TASK GOAL: Among the records below, find the lines that hold the word "decisions" and report how many there are, with no other words.

#### DATA ####

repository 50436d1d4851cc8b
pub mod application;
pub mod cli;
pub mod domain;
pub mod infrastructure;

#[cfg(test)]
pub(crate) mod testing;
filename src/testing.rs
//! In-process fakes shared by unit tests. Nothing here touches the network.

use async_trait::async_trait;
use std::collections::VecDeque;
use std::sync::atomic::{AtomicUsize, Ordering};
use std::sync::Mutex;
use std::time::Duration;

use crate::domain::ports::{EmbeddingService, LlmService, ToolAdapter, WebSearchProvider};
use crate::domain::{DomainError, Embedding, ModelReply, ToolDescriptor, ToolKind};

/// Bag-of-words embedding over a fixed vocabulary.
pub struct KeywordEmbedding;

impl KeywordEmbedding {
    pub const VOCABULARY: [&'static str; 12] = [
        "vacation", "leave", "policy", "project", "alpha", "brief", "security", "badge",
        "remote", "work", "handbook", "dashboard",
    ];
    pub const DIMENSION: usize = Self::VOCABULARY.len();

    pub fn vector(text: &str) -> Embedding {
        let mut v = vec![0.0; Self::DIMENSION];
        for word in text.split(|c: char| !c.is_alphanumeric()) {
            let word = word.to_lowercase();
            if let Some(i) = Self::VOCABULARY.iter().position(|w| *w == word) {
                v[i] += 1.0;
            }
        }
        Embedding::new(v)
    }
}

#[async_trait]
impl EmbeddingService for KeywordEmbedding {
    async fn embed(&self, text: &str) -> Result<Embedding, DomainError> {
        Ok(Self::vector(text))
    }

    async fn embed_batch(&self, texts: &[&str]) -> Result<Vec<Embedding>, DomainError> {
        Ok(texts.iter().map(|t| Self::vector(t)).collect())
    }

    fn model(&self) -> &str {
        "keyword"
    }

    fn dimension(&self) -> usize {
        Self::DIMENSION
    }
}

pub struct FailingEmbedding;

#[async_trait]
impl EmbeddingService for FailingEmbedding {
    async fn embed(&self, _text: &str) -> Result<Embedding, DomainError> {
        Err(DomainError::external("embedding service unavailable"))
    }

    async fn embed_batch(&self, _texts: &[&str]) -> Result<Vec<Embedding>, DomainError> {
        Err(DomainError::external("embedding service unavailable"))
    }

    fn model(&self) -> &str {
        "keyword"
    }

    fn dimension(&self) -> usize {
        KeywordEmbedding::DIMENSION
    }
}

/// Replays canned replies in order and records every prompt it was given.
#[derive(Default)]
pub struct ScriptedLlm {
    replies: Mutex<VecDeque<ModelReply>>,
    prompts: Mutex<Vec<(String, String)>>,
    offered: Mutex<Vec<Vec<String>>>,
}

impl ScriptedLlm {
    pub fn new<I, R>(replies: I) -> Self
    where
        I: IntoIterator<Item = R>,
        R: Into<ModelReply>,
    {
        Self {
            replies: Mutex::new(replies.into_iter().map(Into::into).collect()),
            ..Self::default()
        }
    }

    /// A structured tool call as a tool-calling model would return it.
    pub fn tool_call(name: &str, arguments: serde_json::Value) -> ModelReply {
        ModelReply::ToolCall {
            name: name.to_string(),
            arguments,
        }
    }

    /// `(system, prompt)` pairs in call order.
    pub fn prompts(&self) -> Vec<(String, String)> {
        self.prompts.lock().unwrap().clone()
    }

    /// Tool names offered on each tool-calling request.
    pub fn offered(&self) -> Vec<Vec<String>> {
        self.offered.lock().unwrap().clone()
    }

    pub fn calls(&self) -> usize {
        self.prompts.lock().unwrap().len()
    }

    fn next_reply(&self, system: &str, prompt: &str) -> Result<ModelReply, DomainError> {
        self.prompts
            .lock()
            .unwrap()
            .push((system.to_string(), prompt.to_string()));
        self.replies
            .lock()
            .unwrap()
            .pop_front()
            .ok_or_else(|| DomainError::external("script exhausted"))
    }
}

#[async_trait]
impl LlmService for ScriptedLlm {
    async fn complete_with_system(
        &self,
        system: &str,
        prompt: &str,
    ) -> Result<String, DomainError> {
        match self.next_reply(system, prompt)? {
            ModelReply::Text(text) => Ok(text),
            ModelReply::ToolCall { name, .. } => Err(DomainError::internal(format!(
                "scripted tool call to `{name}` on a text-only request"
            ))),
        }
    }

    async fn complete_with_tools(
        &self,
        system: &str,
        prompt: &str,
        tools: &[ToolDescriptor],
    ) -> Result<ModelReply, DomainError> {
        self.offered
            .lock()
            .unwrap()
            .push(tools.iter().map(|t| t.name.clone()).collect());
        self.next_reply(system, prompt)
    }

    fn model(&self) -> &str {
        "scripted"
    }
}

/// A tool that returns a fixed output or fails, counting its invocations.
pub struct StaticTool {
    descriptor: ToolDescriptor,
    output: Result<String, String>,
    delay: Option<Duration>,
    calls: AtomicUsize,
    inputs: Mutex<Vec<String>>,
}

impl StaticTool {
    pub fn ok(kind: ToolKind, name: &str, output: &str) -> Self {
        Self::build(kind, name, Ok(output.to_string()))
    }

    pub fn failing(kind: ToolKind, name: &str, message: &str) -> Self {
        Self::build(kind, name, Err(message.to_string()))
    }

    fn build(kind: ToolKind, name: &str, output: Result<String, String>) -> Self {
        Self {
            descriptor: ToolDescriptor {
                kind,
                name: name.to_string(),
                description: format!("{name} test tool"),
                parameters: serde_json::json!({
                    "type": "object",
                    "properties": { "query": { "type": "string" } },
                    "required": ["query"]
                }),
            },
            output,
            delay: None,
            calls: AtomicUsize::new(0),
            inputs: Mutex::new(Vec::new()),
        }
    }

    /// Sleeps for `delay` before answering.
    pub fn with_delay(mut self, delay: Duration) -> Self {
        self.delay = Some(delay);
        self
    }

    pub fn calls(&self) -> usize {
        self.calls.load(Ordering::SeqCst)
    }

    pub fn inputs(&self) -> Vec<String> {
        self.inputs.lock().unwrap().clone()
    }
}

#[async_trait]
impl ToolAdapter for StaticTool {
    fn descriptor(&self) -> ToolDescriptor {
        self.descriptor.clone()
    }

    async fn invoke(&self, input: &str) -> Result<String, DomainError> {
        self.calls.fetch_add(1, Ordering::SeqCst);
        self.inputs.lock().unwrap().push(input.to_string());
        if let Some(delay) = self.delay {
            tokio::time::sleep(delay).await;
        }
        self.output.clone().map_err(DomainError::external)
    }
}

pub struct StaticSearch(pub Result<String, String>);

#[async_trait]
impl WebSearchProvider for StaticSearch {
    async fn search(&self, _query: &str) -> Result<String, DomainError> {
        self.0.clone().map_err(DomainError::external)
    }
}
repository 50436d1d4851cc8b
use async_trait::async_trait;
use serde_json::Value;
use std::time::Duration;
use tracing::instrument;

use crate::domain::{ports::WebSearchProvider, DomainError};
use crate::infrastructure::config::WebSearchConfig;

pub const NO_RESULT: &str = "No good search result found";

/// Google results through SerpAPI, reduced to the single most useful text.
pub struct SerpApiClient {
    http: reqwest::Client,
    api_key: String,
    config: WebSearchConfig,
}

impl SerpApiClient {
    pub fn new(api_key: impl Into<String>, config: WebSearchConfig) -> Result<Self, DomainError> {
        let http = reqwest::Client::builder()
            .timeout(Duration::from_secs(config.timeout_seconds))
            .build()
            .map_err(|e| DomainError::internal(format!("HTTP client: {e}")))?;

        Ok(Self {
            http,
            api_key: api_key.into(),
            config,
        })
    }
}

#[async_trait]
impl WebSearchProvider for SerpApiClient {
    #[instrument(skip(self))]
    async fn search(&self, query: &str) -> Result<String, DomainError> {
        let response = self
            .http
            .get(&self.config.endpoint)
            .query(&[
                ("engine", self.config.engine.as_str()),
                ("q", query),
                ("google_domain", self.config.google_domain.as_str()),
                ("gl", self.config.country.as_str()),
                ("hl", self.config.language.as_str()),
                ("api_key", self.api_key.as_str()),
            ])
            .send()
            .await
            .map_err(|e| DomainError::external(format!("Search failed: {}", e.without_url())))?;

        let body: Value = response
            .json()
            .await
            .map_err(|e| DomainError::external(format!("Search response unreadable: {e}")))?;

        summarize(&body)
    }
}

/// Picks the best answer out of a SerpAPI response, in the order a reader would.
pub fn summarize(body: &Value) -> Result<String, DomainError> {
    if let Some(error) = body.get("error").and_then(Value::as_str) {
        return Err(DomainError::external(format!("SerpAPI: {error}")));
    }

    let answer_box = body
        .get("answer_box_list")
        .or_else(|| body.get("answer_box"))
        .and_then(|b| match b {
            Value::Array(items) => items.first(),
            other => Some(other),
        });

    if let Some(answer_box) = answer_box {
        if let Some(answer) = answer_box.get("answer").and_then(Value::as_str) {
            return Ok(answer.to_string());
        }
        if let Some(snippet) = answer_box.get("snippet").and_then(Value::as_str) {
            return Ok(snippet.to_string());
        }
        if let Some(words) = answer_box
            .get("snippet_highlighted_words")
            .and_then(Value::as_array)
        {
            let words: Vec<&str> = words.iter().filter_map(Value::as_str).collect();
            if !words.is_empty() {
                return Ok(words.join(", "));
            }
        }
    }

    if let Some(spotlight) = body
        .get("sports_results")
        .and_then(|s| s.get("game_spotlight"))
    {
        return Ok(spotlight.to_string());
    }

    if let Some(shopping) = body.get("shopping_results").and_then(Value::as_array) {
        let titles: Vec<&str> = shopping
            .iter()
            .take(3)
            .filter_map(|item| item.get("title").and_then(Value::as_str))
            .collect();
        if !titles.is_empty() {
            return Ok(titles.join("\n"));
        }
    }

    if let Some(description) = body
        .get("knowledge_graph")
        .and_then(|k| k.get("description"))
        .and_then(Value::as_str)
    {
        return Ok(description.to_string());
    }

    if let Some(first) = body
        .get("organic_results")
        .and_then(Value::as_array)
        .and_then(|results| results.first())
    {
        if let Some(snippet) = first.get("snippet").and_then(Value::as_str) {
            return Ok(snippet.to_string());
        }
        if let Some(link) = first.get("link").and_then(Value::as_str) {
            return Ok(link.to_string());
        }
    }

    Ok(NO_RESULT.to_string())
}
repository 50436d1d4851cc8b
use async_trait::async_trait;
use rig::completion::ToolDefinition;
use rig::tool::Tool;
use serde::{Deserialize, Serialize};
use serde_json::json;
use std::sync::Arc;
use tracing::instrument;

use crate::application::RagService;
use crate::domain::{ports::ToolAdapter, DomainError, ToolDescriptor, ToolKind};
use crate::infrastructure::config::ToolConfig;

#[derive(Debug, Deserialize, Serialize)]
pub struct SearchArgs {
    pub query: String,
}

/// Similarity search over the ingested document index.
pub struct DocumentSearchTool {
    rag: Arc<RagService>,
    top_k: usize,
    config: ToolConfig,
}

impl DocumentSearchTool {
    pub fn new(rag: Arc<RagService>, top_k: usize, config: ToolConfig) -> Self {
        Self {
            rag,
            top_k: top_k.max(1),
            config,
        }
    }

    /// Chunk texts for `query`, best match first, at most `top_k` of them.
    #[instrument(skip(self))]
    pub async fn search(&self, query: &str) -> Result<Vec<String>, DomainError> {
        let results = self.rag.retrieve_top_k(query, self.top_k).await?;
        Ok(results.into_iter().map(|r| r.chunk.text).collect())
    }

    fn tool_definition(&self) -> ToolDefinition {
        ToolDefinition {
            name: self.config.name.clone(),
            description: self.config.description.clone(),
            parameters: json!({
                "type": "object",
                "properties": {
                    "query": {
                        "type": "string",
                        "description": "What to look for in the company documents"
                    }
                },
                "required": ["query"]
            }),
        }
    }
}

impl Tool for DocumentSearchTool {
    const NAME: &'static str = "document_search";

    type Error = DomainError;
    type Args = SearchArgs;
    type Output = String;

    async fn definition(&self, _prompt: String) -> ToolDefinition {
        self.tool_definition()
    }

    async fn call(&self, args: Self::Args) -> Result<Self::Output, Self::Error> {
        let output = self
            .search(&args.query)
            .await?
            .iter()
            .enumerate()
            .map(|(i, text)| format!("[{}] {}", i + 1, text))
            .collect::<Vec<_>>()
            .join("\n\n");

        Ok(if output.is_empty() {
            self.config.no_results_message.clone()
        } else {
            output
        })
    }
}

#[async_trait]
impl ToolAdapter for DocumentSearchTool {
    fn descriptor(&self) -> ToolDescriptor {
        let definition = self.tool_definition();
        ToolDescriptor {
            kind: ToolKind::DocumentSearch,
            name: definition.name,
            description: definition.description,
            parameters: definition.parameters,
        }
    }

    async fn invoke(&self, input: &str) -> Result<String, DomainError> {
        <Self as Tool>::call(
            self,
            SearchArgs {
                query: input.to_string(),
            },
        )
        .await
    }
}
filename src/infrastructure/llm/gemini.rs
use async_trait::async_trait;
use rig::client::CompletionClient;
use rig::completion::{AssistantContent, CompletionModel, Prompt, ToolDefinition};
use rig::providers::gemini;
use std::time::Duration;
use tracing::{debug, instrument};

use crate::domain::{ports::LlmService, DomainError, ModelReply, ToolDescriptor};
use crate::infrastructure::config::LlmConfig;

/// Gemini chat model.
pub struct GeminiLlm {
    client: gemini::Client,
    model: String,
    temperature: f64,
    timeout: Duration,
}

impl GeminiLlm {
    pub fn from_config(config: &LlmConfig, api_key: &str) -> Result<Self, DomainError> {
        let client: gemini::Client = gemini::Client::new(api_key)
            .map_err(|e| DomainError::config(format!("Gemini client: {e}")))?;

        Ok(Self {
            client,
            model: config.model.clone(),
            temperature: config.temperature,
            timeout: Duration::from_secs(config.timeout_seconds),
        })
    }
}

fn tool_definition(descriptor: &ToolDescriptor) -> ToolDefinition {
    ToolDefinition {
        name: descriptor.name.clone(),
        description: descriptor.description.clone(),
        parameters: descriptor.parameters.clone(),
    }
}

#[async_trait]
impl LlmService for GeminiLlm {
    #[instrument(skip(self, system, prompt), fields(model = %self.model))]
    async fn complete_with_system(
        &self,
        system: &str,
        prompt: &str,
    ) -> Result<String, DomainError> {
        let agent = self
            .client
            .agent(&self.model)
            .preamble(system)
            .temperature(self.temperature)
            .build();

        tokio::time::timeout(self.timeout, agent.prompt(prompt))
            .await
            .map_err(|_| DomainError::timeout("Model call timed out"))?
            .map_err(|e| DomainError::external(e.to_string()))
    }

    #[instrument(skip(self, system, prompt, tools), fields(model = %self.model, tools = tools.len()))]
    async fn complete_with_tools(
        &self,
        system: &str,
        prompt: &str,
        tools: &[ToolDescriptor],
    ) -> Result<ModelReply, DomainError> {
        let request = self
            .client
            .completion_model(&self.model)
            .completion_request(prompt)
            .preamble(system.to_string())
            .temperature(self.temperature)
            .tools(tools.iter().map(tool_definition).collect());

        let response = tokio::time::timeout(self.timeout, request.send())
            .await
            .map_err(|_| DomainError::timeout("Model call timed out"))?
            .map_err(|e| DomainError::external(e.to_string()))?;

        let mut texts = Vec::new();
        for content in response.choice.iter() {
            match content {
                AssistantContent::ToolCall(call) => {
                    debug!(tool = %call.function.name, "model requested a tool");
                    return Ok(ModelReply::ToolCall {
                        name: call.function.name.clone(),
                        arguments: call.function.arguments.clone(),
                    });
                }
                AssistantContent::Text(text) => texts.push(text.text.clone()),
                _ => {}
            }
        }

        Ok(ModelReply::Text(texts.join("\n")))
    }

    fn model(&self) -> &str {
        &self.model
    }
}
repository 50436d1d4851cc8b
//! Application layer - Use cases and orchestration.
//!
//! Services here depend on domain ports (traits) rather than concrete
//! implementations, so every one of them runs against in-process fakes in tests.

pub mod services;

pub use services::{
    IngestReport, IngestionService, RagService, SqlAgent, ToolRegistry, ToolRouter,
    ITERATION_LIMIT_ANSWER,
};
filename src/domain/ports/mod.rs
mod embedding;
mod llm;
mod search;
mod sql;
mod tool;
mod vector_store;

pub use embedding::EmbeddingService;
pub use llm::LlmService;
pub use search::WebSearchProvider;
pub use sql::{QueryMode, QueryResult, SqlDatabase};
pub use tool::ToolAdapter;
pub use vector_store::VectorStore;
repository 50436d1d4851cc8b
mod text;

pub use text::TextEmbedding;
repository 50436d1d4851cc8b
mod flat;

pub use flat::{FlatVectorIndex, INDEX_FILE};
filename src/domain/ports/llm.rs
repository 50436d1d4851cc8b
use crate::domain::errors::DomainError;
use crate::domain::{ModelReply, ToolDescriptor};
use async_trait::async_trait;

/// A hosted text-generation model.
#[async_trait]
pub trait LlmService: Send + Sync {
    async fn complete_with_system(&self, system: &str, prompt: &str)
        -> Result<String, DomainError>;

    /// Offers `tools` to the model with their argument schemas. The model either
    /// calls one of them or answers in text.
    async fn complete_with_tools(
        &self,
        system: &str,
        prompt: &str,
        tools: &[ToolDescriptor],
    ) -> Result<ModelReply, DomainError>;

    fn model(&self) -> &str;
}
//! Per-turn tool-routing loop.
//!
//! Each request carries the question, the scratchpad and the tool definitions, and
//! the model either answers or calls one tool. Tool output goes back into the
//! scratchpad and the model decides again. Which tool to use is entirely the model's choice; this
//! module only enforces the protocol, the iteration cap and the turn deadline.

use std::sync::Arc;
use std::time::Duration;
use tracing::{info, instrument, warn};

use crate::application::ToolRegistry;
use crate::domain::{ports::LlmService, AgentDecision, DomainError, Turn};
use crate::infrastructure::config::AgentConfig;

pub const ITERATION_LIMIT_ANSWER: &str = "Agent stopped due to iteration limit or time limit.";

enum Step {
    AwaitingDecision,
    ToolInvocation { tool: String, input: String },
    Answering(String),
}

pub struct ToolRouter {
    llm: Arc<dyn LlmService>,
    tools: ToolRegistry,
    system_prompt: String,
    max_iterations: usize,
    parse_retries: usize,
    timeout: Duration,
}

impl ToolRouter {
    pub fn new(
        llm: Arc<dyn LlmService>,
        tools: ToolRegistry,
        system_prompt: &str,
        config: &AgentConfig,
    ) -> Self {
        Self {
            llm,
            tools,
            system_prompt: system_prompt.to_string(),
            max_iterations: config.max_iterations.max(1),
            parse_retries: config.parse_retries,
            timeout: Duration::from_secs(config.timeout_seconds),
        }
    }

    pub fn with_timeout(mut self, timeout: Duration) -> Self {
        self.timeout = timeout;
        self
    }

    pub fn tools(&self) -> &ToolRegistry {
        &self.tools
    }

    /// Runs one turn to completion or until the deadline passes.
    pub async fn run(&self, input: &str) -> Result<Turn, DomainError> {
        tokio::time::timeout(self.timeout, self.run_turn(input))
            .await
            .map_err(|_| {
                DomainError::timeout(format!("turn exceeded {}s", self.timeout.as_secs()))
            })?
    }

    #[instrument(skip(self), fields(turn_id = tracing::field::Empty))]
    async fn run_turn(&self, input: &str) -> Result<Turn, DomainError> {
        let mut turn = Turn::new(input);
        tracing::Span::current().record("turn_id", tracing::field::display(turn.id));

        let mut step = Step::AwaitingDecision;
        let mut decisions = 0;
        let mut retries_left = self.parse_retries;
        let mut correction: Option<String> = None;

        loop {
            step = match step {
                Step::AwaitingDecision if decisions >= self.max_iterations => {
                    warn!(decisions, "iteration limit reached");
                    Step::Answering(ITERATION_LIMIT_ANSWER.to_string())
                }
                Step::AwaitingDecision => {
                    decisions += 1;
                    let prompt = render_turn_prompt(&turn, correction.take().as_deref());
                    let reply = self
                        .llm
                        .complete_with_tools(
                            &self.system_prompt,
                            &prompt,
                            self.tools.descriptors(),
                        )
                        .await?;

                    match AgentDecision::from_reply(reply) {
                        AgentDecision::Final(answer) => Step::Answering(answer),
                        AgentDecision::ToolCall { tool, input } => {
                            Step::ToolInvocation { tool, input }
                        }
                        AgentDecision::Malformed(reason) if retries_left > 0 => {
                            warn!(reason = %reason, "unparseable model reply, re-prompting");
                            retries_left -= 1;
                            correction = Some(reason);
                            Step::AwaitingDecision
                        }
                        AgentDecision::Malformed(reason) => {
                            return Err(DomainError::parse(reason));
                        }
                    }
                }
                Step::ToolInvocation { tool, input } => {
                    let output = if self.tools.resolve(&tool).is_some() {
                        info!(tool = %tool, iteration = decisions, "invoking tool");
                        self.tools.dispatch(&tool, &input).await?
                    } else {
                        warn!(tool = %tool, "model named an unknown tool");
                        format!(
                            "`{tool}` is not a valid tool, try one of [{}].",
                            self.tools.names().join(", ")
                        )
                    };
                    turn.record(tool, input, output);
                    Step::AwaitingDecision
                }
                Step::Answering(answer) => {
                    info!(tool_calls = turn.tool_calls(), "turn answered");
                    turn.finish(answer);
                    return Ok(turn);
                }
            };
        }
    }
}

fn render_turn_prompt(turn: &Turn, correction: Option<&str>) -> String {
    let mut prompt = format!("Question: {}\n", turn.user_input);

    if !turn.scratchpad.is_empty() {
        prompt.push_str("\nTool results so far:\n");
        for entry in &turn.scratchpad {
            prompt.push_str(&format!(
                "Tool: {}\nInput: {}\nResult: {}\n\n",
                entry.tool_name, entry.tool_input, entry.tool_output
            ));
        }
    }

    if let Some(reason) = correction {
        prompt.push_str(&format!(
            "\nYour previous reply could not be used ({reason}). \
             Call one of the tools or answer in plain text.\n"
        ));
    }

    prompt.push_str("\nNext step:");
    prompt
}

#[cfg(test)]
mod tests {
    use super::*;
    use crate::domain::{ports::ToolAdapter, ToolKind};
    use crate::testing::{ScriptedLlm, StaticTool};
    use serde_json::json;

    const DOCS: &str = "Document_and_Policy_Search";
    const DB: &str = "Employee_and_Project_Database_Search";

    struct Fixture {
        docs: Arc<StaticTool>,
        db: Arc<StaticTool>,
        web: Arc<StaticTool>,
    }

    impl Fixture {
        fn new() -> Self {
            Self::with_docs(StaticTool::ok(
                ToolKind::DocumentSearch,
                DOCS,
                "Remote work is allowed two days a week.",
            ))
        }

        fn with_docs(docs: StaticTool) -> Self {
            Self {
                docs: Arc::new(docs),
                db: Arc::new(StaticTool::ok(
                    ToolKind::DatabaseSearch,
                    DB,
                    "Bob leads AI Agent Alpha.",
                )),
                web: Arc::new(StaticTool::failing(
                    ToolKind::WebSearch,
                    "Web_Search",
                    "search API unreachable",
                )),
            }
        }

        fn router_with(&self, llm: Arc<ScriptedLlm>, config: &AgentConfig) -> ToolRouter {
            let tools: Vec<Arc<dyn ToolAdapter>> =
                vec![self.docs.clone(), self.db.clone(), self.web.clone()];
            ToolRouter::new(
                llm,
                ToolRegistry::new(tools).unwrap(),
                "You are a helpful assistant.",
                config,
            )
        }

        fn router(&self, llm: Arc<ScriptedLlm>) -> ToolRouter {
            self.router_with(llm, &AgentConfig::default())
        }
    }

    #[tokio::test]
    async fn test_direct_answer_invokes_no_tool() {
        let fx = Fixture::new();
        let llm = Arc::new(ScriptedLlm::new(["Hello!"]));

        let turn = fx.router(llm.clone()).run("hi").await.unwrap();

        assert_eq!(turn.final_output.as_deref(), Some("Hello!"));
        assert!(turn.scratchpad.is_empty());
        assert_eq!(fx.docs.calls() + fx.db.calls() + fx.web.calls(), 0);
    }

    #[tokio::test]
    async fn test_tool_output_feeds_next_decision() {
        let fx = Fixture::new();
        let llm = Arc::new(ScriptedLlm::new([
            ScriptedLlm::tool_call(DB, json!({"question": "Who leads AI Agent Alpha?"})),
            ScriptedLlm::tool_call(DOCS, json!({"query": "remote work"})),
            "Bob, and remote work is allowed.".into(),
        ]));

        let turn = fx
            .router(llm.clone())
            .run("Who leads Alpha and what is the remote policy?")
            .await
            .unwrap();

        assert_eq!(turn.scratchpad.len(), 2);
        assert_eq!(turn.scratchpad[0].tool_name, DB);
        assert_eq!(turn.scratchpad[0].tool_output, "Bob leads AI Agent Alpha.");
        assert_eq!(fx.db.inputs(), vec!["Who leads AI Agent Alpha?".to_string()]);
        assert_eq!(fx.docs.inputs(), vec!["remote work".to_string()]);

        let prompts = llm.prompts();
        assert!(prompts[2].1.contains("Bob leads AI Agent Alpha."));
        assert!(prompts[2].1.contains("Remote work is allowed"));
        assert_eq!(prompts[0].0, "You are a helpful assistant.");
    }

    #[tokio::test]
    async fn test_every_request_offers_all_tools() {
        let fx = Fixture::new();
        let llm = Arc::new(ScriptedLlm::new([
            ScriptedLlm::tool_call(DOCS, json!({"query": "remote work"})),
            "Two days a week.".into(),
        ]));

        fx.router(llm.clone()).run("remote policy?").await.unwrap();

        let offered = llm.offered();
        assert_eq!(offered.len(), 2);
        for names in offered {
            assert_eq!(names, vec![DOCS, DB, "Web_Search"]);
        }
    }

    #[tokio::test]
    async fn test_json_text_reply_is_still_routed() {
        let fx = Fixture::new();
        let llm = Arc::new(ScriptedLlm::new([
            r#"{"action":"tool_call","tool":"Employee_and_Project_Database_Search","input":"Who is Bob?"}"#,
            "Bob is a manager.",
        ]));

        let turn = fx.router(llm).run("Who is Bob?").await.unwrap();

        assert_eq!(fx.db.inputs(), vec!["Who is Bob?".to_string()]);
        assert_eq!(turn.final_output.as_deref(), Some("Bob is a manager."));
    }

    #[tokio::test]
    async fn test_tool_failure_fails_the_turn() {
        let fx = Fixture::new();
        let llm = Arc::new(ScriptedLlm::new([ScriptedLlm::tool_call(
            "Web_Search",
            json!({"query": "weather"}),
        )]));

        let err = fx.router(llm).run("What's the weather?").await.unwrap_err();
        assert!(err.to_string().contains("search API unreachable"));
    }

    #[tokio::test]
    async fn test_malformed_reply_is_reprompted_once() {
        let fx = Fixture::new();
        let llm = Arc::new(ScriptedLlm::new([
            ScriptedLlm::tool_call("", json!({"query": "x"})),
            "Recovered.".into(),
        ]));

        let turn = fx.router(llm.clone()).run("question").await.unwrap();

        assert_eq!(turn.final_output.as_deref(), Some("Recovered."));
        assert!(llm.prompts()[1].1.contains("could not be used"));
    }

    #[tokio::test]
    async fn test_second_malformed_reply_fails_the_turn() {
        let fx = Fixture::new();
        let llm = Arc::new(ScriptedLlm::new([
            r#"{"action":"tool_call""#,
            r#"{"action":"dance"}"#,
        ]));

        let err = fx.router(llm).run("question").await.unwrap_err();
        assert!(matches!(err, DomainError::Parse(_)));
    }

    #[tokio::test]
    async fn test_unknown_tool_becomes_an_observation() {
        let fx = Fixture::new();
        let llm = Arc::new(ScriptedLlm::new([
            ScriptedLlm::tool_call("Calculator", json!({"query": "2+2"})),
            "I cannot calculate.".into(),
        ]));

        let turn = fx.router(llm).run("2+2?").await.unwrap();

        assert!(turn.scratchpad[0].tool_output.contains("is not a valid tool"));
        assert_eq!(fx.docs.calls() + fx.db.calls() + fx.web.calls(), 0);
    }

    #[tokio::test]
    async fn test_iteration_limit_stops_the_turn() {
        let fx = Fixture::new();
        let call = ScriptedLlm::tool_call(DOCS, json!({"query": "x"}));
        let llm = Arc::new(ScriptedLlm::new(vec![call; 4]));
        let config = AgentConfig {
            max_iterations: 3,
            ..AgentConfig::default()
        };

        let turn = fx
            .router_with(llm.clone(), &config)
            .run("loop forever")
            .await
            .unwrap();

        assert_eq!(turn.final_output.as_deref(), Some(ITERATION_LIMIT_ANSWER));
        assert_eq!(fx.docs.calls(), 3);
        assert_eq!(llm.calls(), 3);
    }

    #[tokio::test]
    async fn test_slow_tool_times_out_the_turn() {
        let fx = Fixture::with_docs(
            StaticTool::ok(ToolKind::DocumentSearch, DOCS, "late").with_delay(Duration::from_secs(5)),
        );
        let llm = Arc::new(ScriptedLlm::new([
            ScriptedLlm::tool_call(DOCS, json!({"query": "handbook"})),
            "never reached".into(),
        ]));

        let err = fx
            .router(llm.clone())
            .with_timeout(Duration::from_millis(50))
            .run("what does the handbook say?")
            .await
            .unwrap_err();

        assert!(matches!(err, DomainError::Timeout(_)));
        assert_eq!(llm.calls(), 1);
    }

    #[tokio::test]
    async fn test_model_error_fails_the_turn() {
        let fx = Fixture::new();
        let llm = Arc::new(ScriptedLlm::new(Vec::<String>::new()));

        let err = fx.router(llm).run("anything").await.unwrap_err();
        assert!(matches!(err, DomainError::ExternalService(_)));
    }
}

####

ANSWER TO THIS EXERCISE: 5